Sur les cinq postulants, quatre sont adossés à un parti politique tandis que Tebboune fait l’exception en se présentant en candidat « libre ». Qu’ils soient organiquement liés à une formation politique ou pas, d’où sortir les ressources pour financer une campagne électorale ? La question fait l’objet de tout un chapitre dans la loi organique portant régime électoral. Il y est spécifié clairement le plafond à ne pas dépasser, les sources des revenus mais également la traçabilité.
C’est ainsi que l’article 190 stipule que les campagnes électorales sont financées au moyen de ressources provenant de la contribution des partis politiques, de l’aide éventuelle de l’Etat, accordée équitablement, et des revenus des candidats. Par revenus du candidat, le texte en question fait référence aux « fonds en espèces, ainsi que ceux provenant de ses biens immobiliers et mobiliers ».
Quelles que soient les capacités du candidat ou de ses bailleurs de fonds , la loi plafonne les dépenses puisque, selon l’article 19, « les dépenses de campagne d’un candidat à l’élection du président de la République ne peuvent excéder un plafond de cent millions de dinars pour le premier tour. Ce montant est porté à cent vingt millions de dinars en cas de deuxième tour ». Pour éviter toute circulation de grosses sommes en liquide, un compte de campagne doit être ouvert au nom du candidat conformément aux dispositions de l’article 196 qui précise que « le candidat à l’élection du président de la République ou à la liste de candidats aux élections législatives est tenu d’établir un compte de campagne retraçant, selon leur origine et selon leur nature, l’ensemble des recettes perçues et des dépenses effectuées. Ce compte, présenté par un expert comptable ou un commissaire aux comptes, est adressé au Conseil constitutionnel et à l’Autorité nationale indépendante des élections ».

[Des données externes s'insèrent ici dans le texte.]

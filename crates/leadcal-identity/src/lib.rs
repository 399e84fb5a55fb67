//! Leadcal Identity
//!
//! Resolves the free-text owner fields of contact events to canonical
//! seller names from the active roster.
//!
//! # Architecture
//!
//! ```text
//! roster → SellerIndex (strict + loose keys per name/e-mail) ─┐
//!            ↑ RosterIndexCache (moka, keyed by fingerprint)   │
//! event owner fields → SellerResolver (per-pass memo) ─────────┴→ canonical name | None
//! ```
//!
//! # Example
//!
//! ```rust,ignore
//! use leadcal_identity::{SellerIndex, SellerResolver};
//!
//! let index = Arc::new(SellerIndex::build(&roster));
//! let mut resolver = SellerResolver::new(index);
//! let name = resolver.resolve(&event);
//! ```

#![warn(missing_docs)]
#![warn(unreachable_pub)]

pub mod cache;
pub mod index;
pub mod normalize;
pub mod resolver;

pub use cache::{IndexCacheStats, RosterFingerprint, RosterIndexCache};
pub use index::SellerIndex;
pub use normalize::{normalize_loose, normalize_name};
pub use resolver::{ResolverStats, SellerResolver};

/// Version of this crate
pub const VERSION: &str = env!("CARGO_PKG_VERSION");
//! Live update feed messages

use crate::contact::ContactEvent;
use crate::error::ModelResult;
use serde::{Deserialize, Serialize};

/// Message kind tag
#[derive(Debug, Clone, Copy, PartialEq, Eq, Serialize, Deserialize)]
pub enum UpdateKind {
    /// Contact created or deleted
    #[serde(rename = "contacts_update", alias = "contatos_update")]
    ContactsUpdate,
    /// Any other feed message
    #[serde(other)]
    Other,
}

/// Action carried by a contacts update
#[derive(Debug, Clone, Copy, Default, PartialEq, Eq, Serialize, Deserialize)]
#[serde(rename_all = "lowercase")]
pub enum LiveAction {
    Create,
    Delete,
    /// Updates and unknown actions; never patched
    #[default]
    #[serde(other)]
    Other,
}

impl LiveAction {
    /// Count delta for patchable actions
    #[inline]
    #[must_use]
    pub fn delta(self) -> Option<i64> {
        match self {
            Self::Create => Some(1),
            Self::Delete => Some(-1),
            Self::Other => None,
        }
    }
}

/// One message from the live feed
#[derive(Debug, Clone, PartialEq, Eq, Serialize, Deserialize)]
pub struct LiveUpdate {
    #[serde(rename = "type")]
    pub kind: UpdateKind,

    #[serde(default)]
    pub action: LiveAction,

    /// Partial contact payload
    #[serde(default)]
    pub data: Option<ContactEvent>,

    /// Opaque, increasing identifier used only to bust the signature
    #[serde(default)]
    pub update_id: u64,
}

impl LiveUpdate {
    /// Contact-created message
    #[inline]
    #[must_use]
    pub fn create(data: ContactEvent, update_id: u64) -> Self {
        Self {
            kind: UpdateKind::ContactsUpdate,
            action: LiveAction::Create,
            data: Some(data),
            update_id,
        }
    }

    /// Contact-deleted message
    #[inline]
    #[must_use]
    pub fn delete(data: ContactEvent, update_id: u64) -> Self {
        Self {
            kind: UpdateKind::ContactsUpdate,
            action: LiveAction::Delete,
            data: Some(data),
            update_id,
        }
    }

    /// Decode a JSON text frame
    ///
    /// # Errors
    /// Returns error if the frame is not a valid live message
    pub fn from_json(frame: &str) -> ModelResult<Self> {
        Ok(serde_json::from_str(frame)?)
    }

    /// Whether this message is a contacts update
    #[inline]
    #[must_use]
    pub fn is_contacts_update(&self) -> bool {
        self.kind == UpdateKind::ContactsUpdate
    }
}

Aucune contribution émanant de l’étranger, de quelque nature qu’elle soit, n’est tolérée. Si le Conseil constitutionnel ne valide pas les comptes de campagne, il ne peut être procédé aux remboursements prévus aux articles 193 et 195 de la présente loi organique qui précisent que « tous les candidats à l’élection présidentielle ont droit, dans la limite des frais réellement engagés, à un remboursement forfaitaire de l’ordre de dix pour cent ». Ceci pour la théorie. En pratique, très peu d’informations sur la manière dont les candidats reçoivent des soutiens en monnaie trébuchante ne filtrent. Pourtant, ils sont nombreux les hommes d’affaires qui courtisent les candidats dans l’espoir d’un retour d’ascenseur.
Les revenus d’un parti politique seuls ne peuvent assurément pas garantir à un candidat de mener campagne convenablement. D’ailleurs, des disparités existent entre candidats. Si certains ont pu se permettre le luxe d’être présents dans beaucoup de wilayas pour des meetings, le programme de leurs concurrents comporte clairement moins de points de chute. Idem pour les permanences au niveau local.
Pour cette élection, les candidats issus des partis politiques ont choisi leurs sièges comme quartier général à l’exception de Bengrina. Toutes ces dépenses seront théoriquement passées au peigne fin par des commissaires aux comptes mandatés par l’Anie. Cette dernière promettait de vérifier les sources de financement en s’engageant à demander aux candidats de les révéler. Une tâche qui nécessitera la levée de la grande opacité qui entoure le financement de la campagne électorale.